> Source data
- - -
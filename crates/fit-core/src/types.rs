//! Core type definitions for the regression-data pipeline

use serde::{Deserialize, Serialize};
use std::fmt;
use std::path::{Path, PathBuf};
use std::str::FromStr;

use crate::{Error, Result};

/// Active-learning cycle index
pub type Cycle = u32;

/// Zero-based row index into an aligned file set
pub type RowIndex = u64;

/// Width of the zero-padded numeric suffix on partition files
pub const PARTITION_SUFFIX_WIDTH: usize = 4;

/// Largest partition count representable with the suffix width
pub const MAX_PARTITIONS: usize = 10_000;

/// Kind of physical observation a row encodes
#[derive(Debug, Clone, Copy, PartialEq, Eq, Hash, Serialize, Deserialize)]
#[serde(rename_all = "SCREAMING_SNAKE_CASE")]
pub enum RowTag {
    Force,
    ForceGas,
    Energy,
    EnergyGas,
    Stress,
}

impl RowTag {
    /// Classify a labeled-b tag token.
    ///
    /// `+1` marks energy rows, `s_` marks stress rows and `G_` marks
    /// gas/cluster rows. Stress rows have no gas variant.
    pub fn classify(token: &str) -> Self {
        let gas = token.contains("G_");
        if token.contains("+1") {
            if gas {
                RowTag::EnergyGas
            } else {
                RowTag::Energy
            }
        } else if token.contains("s_") {
            RowTag::Stress
        } else if gas {
            RowTag::ForceGas
        } else {
            RowTag::Force
        }
    }
}

/// One parsed line of a labeled-b file
#[derive(Debug, Clone, PartialEq)]
pub struct LabeledValue {
    pub tag: RowTag,
    pub value: f64,
}

impl LabeledValue {
    /// Parse `"<tag> <value>"`
    pub fn parse(line: &str) -> std::result::Result<Self, String> {
        let mut tokens = line.split_whitespace();
        let tag = tokens.next().ok_or_else(|| "missing tag".to_string())?;
        let value = tokens
            .next()
            .ok_or_else(|| format!("missing value after tag {:?}", tag))?;
        let value = value
            .parse::<f64>()
            .map_err(|e| format!("bad value {:?}: {}", value, e))?;
        Ok(Self {
            tag: RowTag::classify(tag),
            value,
        })
    }
}

/// Descriptor of one contiguous partition of a split matrix
#[derive(Debug, Clone, Copy, PartialEq, Eq, Serialize, Deserialize)]
pub struct ChunkManifest {
    /// Column count sampled from the first row of the matrix
    pub columns: usize,

    /// First row index (inclusive)
    pub first_row: RowIndex,

    /// Last row index (inclusive)
    pub last_row: RowIndex,

    /// Total rows across all partitions
    pub total_rows: u64,
}

impl ChunkManifest {
    /// Number of rows in this partition
    pub fn rows(&self) -> u64 {
        self.last_row.saturating_add(1).saturating_sub(self.first_row)
    }
}

impl fmt::Display for ChunkManifest {
    fn fmt(&self, f: &mut fmt::Formatter<'_>) -> fmt::Result {
        write!(
            f,
            "{} {} {} {}",
            self.columns, self.first_row, self.last_row, self.total_rows
        )
    }
}

impl FromStr for ChunkManifest {
    type Err = Error;

    fn from_str(s: &str) -> Result<Self> {
        let fields = parse_fields(s, 4)?;
        let (first_row, last_row, total_rows) = (fields[1], fields[2], fields[3]);
        if last_row < first_row || last_row >= total_rows {
            return Err(Error::Serialization(format!(
                "manifest {:?} describes rows {}..={} of {}",
                s.trim(),
                first_row,
                last_row,
                total_rows
            )));
        }
        Ok(Self {
            columns: fields[0] as usize,
            first_row,
            last_row,
            total_rows,
        })
    }
}

/// Single-partition manifest (`dim.txt`) describing a whole combined matrix
#[derive(Debug, Clone, Copy, PartialEq, Eq, Serialize, Deserialize)]
pub struct DimManifest {
    pub columns: usize,
    pub total_rows: u64,
}

impl fmt::Display for DimManifest {
    fn fmt(&self, f: &mut fmt::Formatter<'_>) -> fmt::Result {
        write!(f, "{} {}", self.columns, self.total_rows)
    }
}

impl FromStr for DimManifest {
    type Err = Error;

    fn from_str(s: &str) -> Result<Self> {
        let fields = parse_fields(s, 2)?;
        Ok(Self {
            columns: fields[0] as usize,
            total_rows: fields[1],
        })
    }
}

fn parse_fields(s: &str, expected: usize) -> Result<Vec<u64>> {
    let fields = s
        .split_whitespace()
        .map(|t| t.parse::<u64>())
        .collect::<std::result::Result<Vec<_>, _>>()
        .map_err(|e| Error::Serialization(format!("bad manifest {:?}: {}", s.trim(), e)))?;
    if fields.len() != expected {
        return Err(Error::Serialization(format!(
            "manifest {:?} has {} fields, expected {}",
            s.trim(),
            fields.len(),
            expected
        )));
    }
    Ok(fields)
}

/// The five row-aligned files a cycle produces
#[derive(Debug, Clone, Copy, PartialEq, Eq, Hash)]
pub enum FileKind {
    AMatrix,
    BVector,
    LabeledB,
    Natoms,
    Weights,
}

impl FileKind {
    /// All kinds, in the order they are combined
    pub const ALL: [FileKind; 5] = [
        FileKind::AMatrix,
        FileKind::BVector,
        FileKind::LabeledB,
        FileKind::Natoms,
        FileKind::Weights,
    ];

    /// File name for this cycle's new rows
    pub fn fresh_name(self) -> &'static str {
        match self {
            FileKind::AMatrix => "A.txt",
            FileKind::BVector => "b.txt",
            FileKind::LabeledB => "b-labeled.txt",
            FileKind::Natoms => "natoms.txt",
            FileKind::Weights => "weights.dat",
        }
    }

    /// File name for the cumulative rows of all cycles so far
    pub fn combined_name(self) -> &'static str {
        match self {
            FileKind::AMatrix => "A_comb.txt",
            FileKind::BVector => "b_comb.txt",
            FileKind::LabeledB => "b-labeled_comb.txt",
            FileKind::Natoms => "natoms_comb.txt",
            FileKind::Weights => "weights_comb.dat",
        }
    }
}

/// Whether a file set holds one cycle's new rows or the running union
#[derive(Debug, Clone, Copy, PartialEq, Eq)]
pub enum SetRole {
    Fresh,
    Combined,
}

/// A directory holding one complete set of aligned files
#[derive(Debug, Clone, PartialEq, Eq)]
pub struct FileSet {
    dir: PathBuf,
    role: SetRole,
}

impl FileSet {
    pub fn fresh(dir: impl Into<PathBuf>) -> Self {
        Self {
            dir: dir.into(),
            role: SetRole::Fresh,
        }
    }

    pub fn combined(dir: impl Into<PathBuf>) -> Self {
        Self {
            dir: dir.into(),
            role: SetRole::Combined,
        }
    }

    pub fn dir(&self) -> &Path {
        &self.dir
    }

    pub fn role(&self) -> SetRole {
        self.role
    }

    /// Path of one kind within this set
    pub fn path(&self, kind: FileKind) -> PathBuf {
        let name = match self.role {
            SetRole::Fresh => kind.fresh_name(),
            SetRole::Combined => kind.combined_name(),
        };
        self.dir.join(name)
    }

    /// Paths of every kind, in combine order
    pub fn paths(&self) -> Vec<(FileKind, PathBuf)> {
        FileKind::ALL.iter().map(|&k| (k, self.path(k))).collect()
    }
}
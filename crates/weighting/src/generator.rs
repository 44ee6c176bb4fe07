//! Weight-file generation for one cycle's fresh rows

use fit_core::{
    Cycle, Error, LabeledValue, Result, RowTag, WeightMethod, WeightingConfig,
};
use row_store::RowFile;
use tracing::{info, instrument};

use crate::engine::product;

const TAGS: [RowTag; 5] = [
    RowTag::Force,
    RowTag::ForceGas,
    RowTag::Energy,
    RowTag::EnergyGas,
    RowTag::Stress,
];

type Terms = Vec<(WeightMethod, Vec<f64>)>;

/// Writes per-row weights from a labeled-b file and its natoms companion
#[derive(Debug, Clone)]
pub struct WeightEngine {
    /// Validated terms, one entry per tag in `TAGS` order
    terms: [Terms; 5],
}

impl WeightEngine {
    /// Resolve every tag's request up front; a bad request fails here,
    /// before any weight is written.
    pub fn new(config: &WeightingConfig) -> Result<Self> {
        let mut terms: [Terms; 5] = Default::default();
        for tag in TAGS {
            terms[slot(tag)] = config.request_for(tag).terms()?;
        }
        Ok(Self { terms })
    }

    /// Weight of one row
    pub fn weight(&self, tag: RowTag, cycle: Cycle, value: f64, natoms: u32) -> f64 {
        product(&self.terms[slot(tag)], cycle, value, natoms)
    }

    /// Stream `labeled_b` and `natoms` in lock-step and write one weight per
    /// row to `out`, returning the number of rows written.
    #[instrument(skip_all, fields(cycle = cycle, out = %out.path().display()))]
    pub async fn write_weights(
        &self,
        labeled_b: &RowFile,
        natoms: &RowFile,
        out: &RowFile,
        cycle: Cycle,
    ) -> Result<u64> {
        let mut labels = labeled_b.reader().await?;
        let mut atoms = natoms.reader().await?;
        let mut writer = out.create().await?;

        loop {
            let (label, count) = match (labels.next_line().await?, atoms.next_line().await?) {
                (Some(label), Some(count)) => (label, count),
                (None, None) => break,
                _ => {
                    return Err(Error::RowCountMismatch {
                        path: natoms.path().to_path_buf(),
                        expected: labeled_b.line_count().await?,
                        actual: natoms.line_count().await?,
                    })
                }
            };

            let row = LabeledValue::parse(&label)
                .map_err(|reason| Error::malformed(labeled_b.path(), labels.lines_read(), reason))?;
            let n = parse_natoms(&count)
                .map_err(|reason| Error::malformed(natoms.path(), atoms.lines_read(), reason))?;

            let weight = self.weight(row.tag, cycle, row.value, n);
            writer.write_line(&format!("{:?}", weight)).await?;
        }

        let rows = writer.finish().await?;
        info!(rows, "Weights written");
        Ok(rows)
    }
}

fn slot(tag: RowTag) -> usize {
    match tag {
        RowTag::Force => 0,
        RowTag::ForceGas => 1,
        RowTag::Energy => 2,
        RowTag::EnergyGas => 3,
        RowTag::Stress => 4,
    }
}

fn parse_natoms(line: &str) -> std::result::Result<u32, String> {
    let token = line.trim();
    let n = token
        .parse::<u32>()
        .map_err(|e| format!("bad atom count {:?}: {}", token, e))?;
    if n == 0 {
        return Err("atom count must be at least 1".to_string());
    }
    Ok(n)
}
//! Restart checkpoint ledger for a distributed solve
//!
//! The solver keeps its live state in `restart.txt`. Each resume archives
//! that state as `restart-<n>.txt`, snapshots the attempt's artifacts into
//! `run-<n>/` and rebuilds the solver invocation from what is on disk.

use std::collections::BTreeMap;
use std::path::{Path, PathBuf};

use chrono::{DateTime, Utc};
use fit_core::{Error, FileKind, JobConfig, Result, SolverConfig};
use matrix_split::{partition_name, PartitionCensus};
use row_store::LocalStore;
use serde::{Deserialize, Serialize};
use tracing::{debug, info, instrument, warn};

use crate::invocation::SolverInvocation;

/// Live checkpoint the solver reads and rewrites
pub const LIVE_CHECKPOINT: &str = "restart.txt";

/// Attempt record written into each run snapshot
pub const ATTEMPT_FILE: &str = "attempt.json";

const CHAIN_PREFIX: &str = "restart";
const CHAIN_SUFFIX: &str = "txt";

/// Ordered restart chain: archived checkpoints by index plus the live one
#[derive(Debug, Clone, Default, PartialEq, Eq)]
pub struct RestartChain {
    archived: BTreeMap<u32, String>,
    live: bool,
}

impl RestartChain {
    /// `restart-<index>.txt`
    pub fn archive_name(index: u32) -> String {
        format!("{}-{}.{}", CHAIN_PREFIX, index, CHAIN_SUFFIX)
    }

    /// Build a chain from checkpoint file names found in `dir`
    pub fn from_names<I, S>(dir: &Path, names: I) -> Result<Self>
    where
        I: IntoIterator<Item = S>,
        S: AsRef<str>,
    {
        let mut chain = Self::default();
        for name in names {
            let name = name.as_ref();
            if name == LIVE_CHECKPOINT {
                chain.live = true;
                continue;
            }
            match parse_index(name) {
                Some(index) => {
                    chain.archived.insert(index, name.to_string());
                }
                None => {
                    return Err(Error::MalformedCheckpointName {
                        dir: dir.to_path_buf(),
                        name: name.to_string(),
                    })
                }
            }
        }

        if chain.is_empty() {
            return Err(Error::EmptyRestartChain {
                dir: dir.to_path_buf(),
            });
        }
        if !chain.live {
            let last = chain.names().pop().unwrap_or_default();
            return Err(Error::LiveCheckpointMissing {
                dir: dir.to_path_buf(),
                last,
            });
        }
        Ok(chain)
    }

    /// List and validate the chain in a solve directory
    pub async fn discover(store: &LocalStore) -> Result<Self> {
        let names = store.list_matching(CHAIN_PREFIX, CHAIN_SUFFIX).await?;
        debug!(?names, "Found restart checkpoints");
        Self::from_names(store.base_path(), names)
    }

    pub fn is_empty(&self) -> bool {
        self.archived.is_empty() && !self.live
    }

    pub fn len(&self) -> usize {
        self.archived.len() + usize::from(self.live)
    }

    /// Highest archived index
    pub fn latest(&self) -> Option<u32> {
        self.archived.keys().next_back().copied()
    }

    /// Index the live checkpoint is archived under next
    ///
    /// Archived indices stay below `u32::MAX`, so this never overflows.
    pub fn next_index(&self) -> u32 {
        self.latest().map_or(1, |n| n + 1)
    }

    /// Names in chain order; the live checkpoint is last
    pub fn names(&self) -> Vec<String> {
        let mut names: Vec<String> = self.archived.values().cloned().collect();
        if self.live {
            names.push(LIVE_CHECKPOINT.to_string());
        }
        names
    }
}

fn parse_index(name: &str) -> Option<u32> {
    let digits = name
        .strip_prefix(CHAIN_PREFIX)?
        .strip_prefix('-')?
        .strip_suffix(CHAIN_SUFFIX)?
        .strip_suffix('.')?;
    let index = digits.parse::<u32>().ok()?;
    // Only the canonical spelling counts; `restart-01.txt` would alias `restart-1.txt`.
    // The top index is reserved so `next_index` always has a successor.
    (index > 0 && index < u32::MAX && RestartChain::archive_name(index) == name).then_some(index)
}

/// Contents of `run-<n>/attempt.json`
#[derive(Debug, Clone, PartialEq, Serialize, Deserialize)]
pub struct AttemptRecord {
    pub run: u32,

    /// Name the live checkpoint was archived under
    pub archived_as: String,

    /// Files copied into the snapshot
    pub captured: Vec<String>,

    /// Artifacts that were expected but absent
    pub missing: Vec<String>,

    pub created_at: DateTime<Utc>,
}

/// Everything needed to relaunch an interrupted solve
#[derive(Debug, Clone, PartialEq)]
pub struct ResumePlan {
    /// Archived checkpoint the solver continues from
    pub checkpoint: String,
    pub snapshot_dir: PathBuf,
    pub record: AttemptRecord,
    pub invocation: SolverInvocation,
}

/// Restart ledger of one solve directory
#[derive(Debug, Clone)]
pub struct RestartLedger {
    store: LocalStore,
    solver: SolverConfig,
    job: JobConfig,
}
- - -
> Activity
Using the records above, select and copy every line that has the word "info".

> Answer section
use tracing::{info, instrument};
        info!(rows, "Weights written");
use tracing::{debug, info, instrument, warn};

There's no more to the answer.